Task to complete: Your task is to return the data below, word for word.

Task input section start

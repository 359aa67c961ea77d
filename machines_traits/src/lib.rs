pub mod clock;

pub use clock::{Clock, MonotonicClock};

/// Error type crossing the trait boundaries. Implementations are free to
/// return their own error types; `machines_core` maps them to typed errors.
pub type BoxError = Box<dyn std::error::Error + Send + Sync>;

#[derive(Debug, Clone, Copy, PartialEq, Eq)]
pub enum Method {
    Get,
    Post,
}

impl Method {
    pub fn as_str(self) -> &'static str {
        match self {
            Method::Get => "GET",
            Method::Post => "POST",
        }
    }
}

/// One request against the machines backend, relative to the backend's base URL.
#[derive(Debug, Clone, PartialEq, Eq)]
pub struct ApiRequest {
    pub method: Method,
    /// Endpoint path, e.g. `/get_machine`.
    pub path: String,
    /// Query pairs, unencoded.
    pub query: Vec<(String, String)>,
    pub bearer: Option<String>,
    /// JSON body bytes.
    pub body: Option<Vec<u8>>,
}

impl ApiRequest {
    pub fn get(path: impl Into<String>) -> Self {
        Self {
            method: Method::Get,
            path: path.into(),
            query: Vec::new(),
            bearer: None,
            body: None,
        }
    }

    pub fn post(path: impl Into<String>, body: Vec<u8>) -> Self {
        Self {
            method: Method::Post,
            path: path.into(),
            query: Vec::new(),
            bearer: None,
            body: Some(body),
        }
    }

    pub fn query(mut self, key: impl Into<String>, value: impl Into<String>) -> Self {
        self.query.push((key.into(), value.into()));
        self
    }

    pub fn bearer(mut self, token: impl Into<String>) -> Self {
        self.bearer = Some(token.into());
        self
    }

    pub fn query_value(&self, key: &str) -> Option<&str> {
        self.query
            .iter()
            .find(|(k, _)| k == key)
            .map(|(_, v)| v.as_str())
    }
}

/// Whatever the server answered, success or not.
#[derive(Debug, Clone, PartialEq, Eq)]
pub struct Reply {
    pub status: u16,
    pub body: Vec<u8>,
}

impl Reply {
    pub fn new(status: u16, body: impl Into<Vec<u8>>) -> Self {
        Self {
            status,
            body: body.into(),
        }
    }

    #[inline]
    pub fn is_success(&self) -> bool {
        (200..300).contains(&self.status)
    }
}

/// Transport to the machines backend.
///
/// `Ok` means a response arrived (any status). `Err` means no response:
/// either the request never left or nothing came back.
pub trait Backend: Send + Sync {
    fn execute(&self, request: &ApiRequest) -> Result<Reply, BoxError>;
}

impl<T: Backend + ?Sized> Backend for Box<T> {
    fn execute(&self, request: &ApiRequest) -> Result<Reply, BoxError> {
        (**self).execute(request)
    }
}

impl<T: Backend + ?Sized> Backend for std::sync::Arc<T> {
    fn execute(&self, request: &ApiRequest) -> Result<Reply, BoxError> {
        (**self).execute(request)
    }
}

/// Client-side holder of the opaque session token.
pub trait TokenStore {
    fn load(&self) -> Option<String>;
    fn save(&mut self, token: &str) -> Result<(), BoxError>;
    fn clear(&mut self) -> Result<(), BoxError>;
}

#[cfg(test)]
mod tests {
    use super::*;

    #[test]
    fn request_builders_collect_query_and_bearer() {
        let req = ApiRequest::get("/get_machine")
            .query("machine_id", "m 1")
            .bearer("tok");
        assert_eq!(req.method, Method::Get);
        assert_eq!(req.query_value("machine_id"), Some("m 1"));
        assert_eq!(req.query_value("other"), None);
        assert_eq!(req.bearer.as_deref(), Some("tok"));
        assert!(req.body.is_none());
    }

    #[test]
    fn reply_success_range() {
        assert!(Reply::new(200, "").is_success());
        assert!(Reply::new(204, "").is_success());
        assert!(!Reply::new(302, "").is_success());
        assert!(!Reply::new(400, "").is_success());
    }
}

Task input section end

Response for this exercise:
repository 359aa67c961ea77d
filename machines_traits/src/lib.rs
pub mod clock;

pub use clock::{Clock, MonotonicClock};

/// Error type crossing the trait boundaries. Implementations are free to
/// return their own error types; `machines_core` maps them to typed errors.
pub type BoxError = Box<dyn std::error::Error + Send + Sync>;

#[derive(Debug, Clone, Copy, PartialEq, Eq)]
pub enum Method {
    Get,
    Post,
}

impl Method {
    pub fn as_str(self) -> &'static str {
        match self {
            Method::Get => "GET",
            Method::Post => "POST",
        }
    }
}

/// One request against the machines backend, relative to the backend's base URL.
#[derive(Debug, Clone, PartialEq, Eq)]
pub struct ApiRequest {
    pub method: Method,
    /// Endpoint path, e.g. `/get_machine`.
    pub path: String,
    /// Query pairs, unencoded.
    pub query: Vec<(String, String)>,
    pub bearer: Option<String>,
    /// JSON body bytes.
    pub body: Option<Vec<u8>>,
}

impl ApiRequest {
    pub fn get(path: impl Into<String>) -> Self {
        Self {
            method: Method::Get,
            path: path.into(),
            query: Vec::new(),
            bearer: None,
            body: None,
        }
    }

    pub fn post(path: impl Into<String>, body: Vec<u8>) -> Self {
        Self {
            method: Method::Post,
            path: path.into(),
            query: Vec::new(),
            bearer: None,
            body: Some(body),
        }
    }

    pub fn query(mut self, key: impl Into<String>, value: impl Into<String>) -> Self {
        self.query.push((key.into(), value.into()));
        self
    }

    pub fn bearer(mut self, token: impl Into<String>) -> Self {
        self.bearer = Some(token.into());
        self
    }

    pub fn query_value(&self, key: &str) -> Option<&str> {
        self.query
            .iter()
            .find(|(k, _)| k == key)
            .map(|(_, v)| v.as_str())
    }
}

/// Whatever the server answered, success or not.
#[derive(Debug, Clone, PartialEq, Eq)]
pub struct Reply {
    pub status: u16,
    pub body: Vec<u8>,
}

impl Reply {
    pub fn new(status: u16, body: impl Into<Vec<u8>>) -> Self {
        Self {
            status,
            body: body.into(),
        }
    }

    #[inline]
    pub fn is_success(&self) -> bool {
        (200..300).contains(&self.status)
    }
}

/// Transport to the machines backend.
///
/// `Ok` means a response arrived (any status). `Err` means no response:
/// either the request never left or nothing came back.
pub trait Backend: Send + Sync {
    fn execute(&self, request: &ApiRequest) -> Result<Reply, BoxError>;
}

impl<T: Backend + ?Sized> Backend for Box<T> {
    fn execute(&self, request: &ApiRequest) -> Result<Reply, BoxError> {
        (**self).execute(request)
    }
}

impl<T: Backend + ?Sized> Backend for std::sync::Arc<T> {
    fn execute(&self, request: &ApiRequest) -> Result<Reply, BoxError> {
        (**self).execute(request)
    }
}

/// Client-side holder of the opaque session token.
pub trait TokenStore {
    fn load(&self) -> Option<String>;
    fn save(&mut self, token: &str) -> Result<(), BoxError>;
    fn clear(&mut self) -> Result<(), BoxError>;
}

#[cfg(test)]
mod tests {
    use super::*;

    #[test]
    fn request_builders_collect_query_and_bearer() {
        let req = ApiRequest::get("/get_machine")
            .query("machine_id", "m 1")
            .bearer("tok");
        assert_eq!(req.method, Method::Get);
        assert_eq!(req.query_value("machine_id"), Some("m 1"));
        assert_eq!(req.query_value("other"), None);
        assert_eq!(req.bearer.as_deref(), Some("tok"));
        assert!(req.body.is_none());
    }

    #[test]
    fn reply_success_range() {
        assert!(Reply::new(200, "").is_success());
        assert!(Reply::new(204, "").is_success());
        assert!(!Reply::new(302, "").is_success());
        assert!(!Reply::new(400, "").is_success());
    }
}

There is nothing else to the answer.